### [The problem]
Below are the entries; count how many lines contain the word "dataType" and reply with that number alone.

Saved data entries:
--------------------------------------------------

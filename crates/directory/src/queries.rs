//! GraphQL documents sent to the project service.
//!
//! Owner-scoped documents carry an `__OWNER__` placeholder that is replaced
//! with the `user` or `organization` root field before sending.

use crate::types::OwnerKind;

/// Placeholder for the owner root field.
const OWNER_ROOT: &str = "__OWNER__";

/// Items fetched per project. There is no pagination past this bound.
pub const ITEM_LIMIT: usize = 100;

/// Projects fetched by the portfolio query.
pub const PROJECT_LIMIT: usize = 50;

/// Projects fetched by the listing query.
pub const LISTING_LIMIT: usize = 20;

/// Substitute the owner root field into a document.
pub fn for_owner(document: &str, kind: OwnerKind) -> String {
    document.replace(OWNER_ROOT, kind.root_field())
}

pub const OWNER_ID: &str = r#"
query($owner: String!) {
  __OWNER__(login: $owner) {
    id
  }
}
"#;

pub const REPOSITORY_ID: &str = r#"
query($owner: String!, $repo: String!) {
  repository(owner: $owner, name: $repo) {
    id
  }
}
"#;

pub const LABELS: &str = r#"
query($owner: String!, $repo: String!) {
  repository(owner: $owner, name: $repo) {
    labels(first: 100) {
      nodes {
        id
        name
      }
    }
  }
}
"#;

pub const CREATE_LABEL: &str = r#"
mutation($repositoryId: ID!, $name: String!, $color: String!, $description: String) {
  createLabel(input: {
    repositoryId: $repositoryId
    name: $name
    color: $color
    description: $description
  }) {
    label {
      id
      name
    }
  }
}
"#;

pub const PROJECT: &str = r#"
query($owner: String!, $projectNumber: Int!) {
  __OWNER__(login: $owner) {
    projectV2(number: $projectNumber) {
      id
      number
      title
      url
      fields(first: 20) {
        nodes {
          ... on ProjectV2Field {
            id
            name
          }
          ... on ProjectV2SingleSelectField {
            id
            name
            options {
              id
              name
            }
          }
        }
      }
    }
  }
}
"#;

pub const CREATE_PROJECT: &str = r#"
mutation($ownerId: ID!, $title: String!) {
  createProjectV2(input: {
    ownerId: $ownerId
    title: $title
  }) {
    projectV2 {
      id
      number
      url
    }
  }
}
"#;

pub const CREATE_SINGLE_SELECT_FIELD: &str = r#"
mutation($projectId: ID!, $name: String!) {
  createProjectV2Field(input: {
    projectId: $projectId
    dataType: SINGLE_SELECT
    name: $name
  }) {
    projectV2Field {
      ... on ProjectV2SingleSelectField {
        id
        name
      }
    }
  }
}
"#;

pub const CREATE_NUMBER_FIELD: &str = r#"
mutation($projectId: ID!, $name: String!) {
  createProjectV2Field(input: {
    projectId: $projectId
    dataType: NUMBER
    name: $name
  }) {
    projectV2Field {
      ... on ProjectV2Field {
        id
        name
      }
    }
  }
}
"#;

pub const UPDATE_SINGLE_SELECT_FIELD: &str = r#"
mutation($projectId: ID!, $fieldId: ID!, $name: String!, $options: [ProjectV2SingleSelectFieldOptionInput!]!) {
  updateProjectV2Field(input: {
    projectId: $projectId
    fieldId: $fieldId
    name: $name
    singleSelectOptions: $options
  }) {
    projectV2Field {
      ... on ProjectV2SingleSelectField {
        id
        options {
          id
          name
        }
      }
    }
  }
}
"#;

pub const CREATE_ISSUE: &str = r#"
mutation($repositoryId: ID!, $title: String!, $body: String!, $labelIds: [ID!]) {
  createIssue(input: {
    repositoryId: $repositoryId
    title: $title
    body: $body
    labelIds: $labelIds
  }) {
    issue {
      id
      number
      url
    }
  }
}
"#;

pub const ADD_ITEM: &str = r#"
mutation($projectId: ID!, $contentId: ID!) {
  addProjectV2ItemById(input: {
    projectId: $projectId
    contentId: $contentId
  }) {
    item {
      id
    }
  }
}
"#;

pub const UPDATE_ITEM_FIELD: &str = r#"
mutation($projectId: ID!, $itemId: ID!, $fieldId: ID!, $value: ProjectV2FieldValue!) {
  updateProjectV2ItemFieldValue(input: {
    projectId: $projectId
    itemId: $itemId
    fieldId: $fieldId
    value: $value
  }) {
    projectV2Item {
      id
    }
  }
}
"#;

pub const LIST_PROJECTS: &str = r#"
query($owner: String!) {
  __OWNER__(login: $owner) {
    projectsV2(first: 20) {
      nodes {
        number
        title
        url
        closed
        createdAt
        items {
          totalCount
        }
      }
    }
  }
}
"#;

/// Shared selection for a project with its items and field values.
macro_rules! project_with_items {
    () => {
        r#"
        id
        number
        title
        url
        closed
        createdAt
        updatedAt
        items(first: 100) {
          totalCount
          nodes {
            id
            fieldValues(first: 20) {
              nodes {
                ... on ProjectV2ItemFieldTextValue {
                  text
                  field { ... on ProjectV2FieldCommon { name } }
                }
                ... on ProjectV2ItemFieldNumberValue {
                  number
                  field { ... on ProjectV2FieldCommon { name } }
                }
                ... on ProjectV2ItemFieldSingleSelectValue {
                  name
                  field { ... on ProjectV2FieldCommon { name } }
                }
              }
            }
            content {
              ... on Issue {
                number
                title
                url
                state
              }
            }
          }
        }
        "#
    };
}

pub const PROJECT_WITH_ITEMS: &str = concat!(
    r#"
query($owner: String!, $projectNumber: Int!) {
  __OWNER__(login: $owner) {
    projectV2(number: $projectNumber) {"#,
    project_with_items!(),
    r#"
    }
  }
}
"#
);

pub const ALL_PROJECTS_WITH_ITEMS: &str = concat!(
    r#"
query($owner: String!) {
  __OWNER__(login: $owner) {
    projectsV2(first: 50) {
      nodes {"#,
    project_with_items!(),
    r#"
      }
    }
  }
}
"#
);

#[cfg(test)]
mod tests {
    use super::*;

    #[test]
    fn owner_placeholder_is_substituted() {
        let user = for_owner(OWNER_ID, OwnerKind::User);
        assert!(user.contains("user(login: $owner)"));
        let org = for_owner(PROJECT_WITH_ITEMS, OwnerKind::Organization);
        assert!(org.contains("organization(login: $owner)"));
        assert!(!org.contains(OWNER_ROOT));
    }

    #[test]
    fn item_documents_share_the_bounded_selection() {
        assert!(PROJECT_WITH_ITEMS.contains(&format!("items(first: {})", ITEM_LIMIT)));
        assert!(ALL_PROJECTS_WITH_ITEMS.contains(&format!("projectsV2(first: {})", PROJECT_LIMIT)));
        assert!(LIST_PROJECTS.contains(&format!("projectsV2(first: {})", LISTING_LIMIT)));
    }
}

--------------------------------------------------

### [Exercise answer]
2